The Role of Medical Records in Injury Cases

When you sustain injury as the result of someone else’s legal fault, you may be able to gain compensation for medical bills, lost wages, and other damages resulting from your accident. An injury lawsuit is a vital part of our civil justice system because it gives victims of negligence the financial means to move forward and recover. Deciding the amount of your damages can be difficult and is often a sticking point in personal injury suit negotiations. Your medical records and examinations can be integral parts of your case, from illustrating the extent of the injury to illuminating ongoing challenges.

Calculating Damages

One of the most important things your medical records can do is provide proof of your injuries. Official records of hospital visits, doctor’s appointments, and ongoing meetings with a physical therapist can illustrate the injuries you suffered and how these injuries will continue to affect your life. You can help your case by seeking treatment immediately after any injury. Early medical records will help show the gravity of your injury and how it develops over time. Keep copies of all your medical bills, because this will help your attorney determine the amount of your economic damages.

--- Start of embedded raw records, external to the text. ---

//! # Membership Index
//!
//! An inverted index from user to the tenants they belong to, built from a
//! tenant table snapshot. Deleted tenants are excluded at build time: a
//! membership in a soft-deleted tenant is an inert grant that confers no
//! visibility.

use std::collections::{HashMap, HashSet};

use locus_core::{TenantId, UserId};
use locus_registry::{StoredRecord, TenantRecord};

/// User → tenants inverted index over a snapshot of the tenant table.
#[derive(Debug, Clone, Default)]
pub struct MembershipIndex {
    tenants_by_user: HashMap<UserId, HashSet<TenantId>>,
}

impl MembershipIndex {
    /// Build the index from a tenant snapshot, skipping deleted tenants.
    pub fn build(tenants: &[TenantRecord]) -> Self {
        let mut tenants_by_user: HashMap<UserId, HashSet<TenantId>> = HashMap::new();
        for tenant in tenants.iter().filter(|t| !t.is_deleted()) {
            for member in &tenant.members {
                tenants_by_user.entry(*member).or_default().insert(tenant.id);
            }
        }
        Self { tenants_by_user }
    }

    /// The tenants the user belongs to. Empty for unknown users.
    pub fn tenants_of(&self, user: UserId) -> HashSet<TenantId> {
        self.tenants_by_user.get(&user).cloned().unwrap_or_default()
    }

    /// Whether the user belongs to the given tenant.
    pub fn is_member(&self, user: UserId, tenant: TenantId) -> bool {
        self.tenants_by_user
            .get(&user)
            .is_some_and(|set| set.contains(&tenant))
    }
}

How Your Medical Records Affect the Defense

You’re often going up against their insurance company when you pursue an injury claim against an individual or company. These insurance companies will likely ask for an independent medical investigation to ensure a fair assessment of your injuries. They may also ask for lab tests and imaging. The doctor working for the insurance company will provide a report of your injuries, how he or she believes they will affect your life, and the extent of your future treatment. A jury may consider these and your own doctor’s medical records to determine the exact amount of special damages.

Patient Privacy

Patients normally enjoy privacy regarding their medical records under the Health Insurance Portability and Accountability Act (HIPAA). However, a personal injury case erases much of this protection. Your attorney must review your records to assess the strength of your case, and you must provide records to the defense after your file a lawsuit. State law requires that you sign a medical record release, which allows providers to share information with attorneys regarding your case.

Medical Records Don’t Lie

The legal system considers medical records as one of the strongest forms of evidence in your injury claim. Unlike subjective accounts, medical records provide the most accurate picture of how injuries do and will affect your life. It’s essential that you tell the truth when speaking with your medical providers and answering questions about your medical history. Stretching the truth may undermine the veracity of your personal injury claim.

Your medical records will form the foundation of your civil lawsuit. It is imperative that you submit to all testing immediately, remain truthful throughout the process, and follow up with any recommended treatment or doctors’ appointments. Following these directions will result in improving the health of your claim.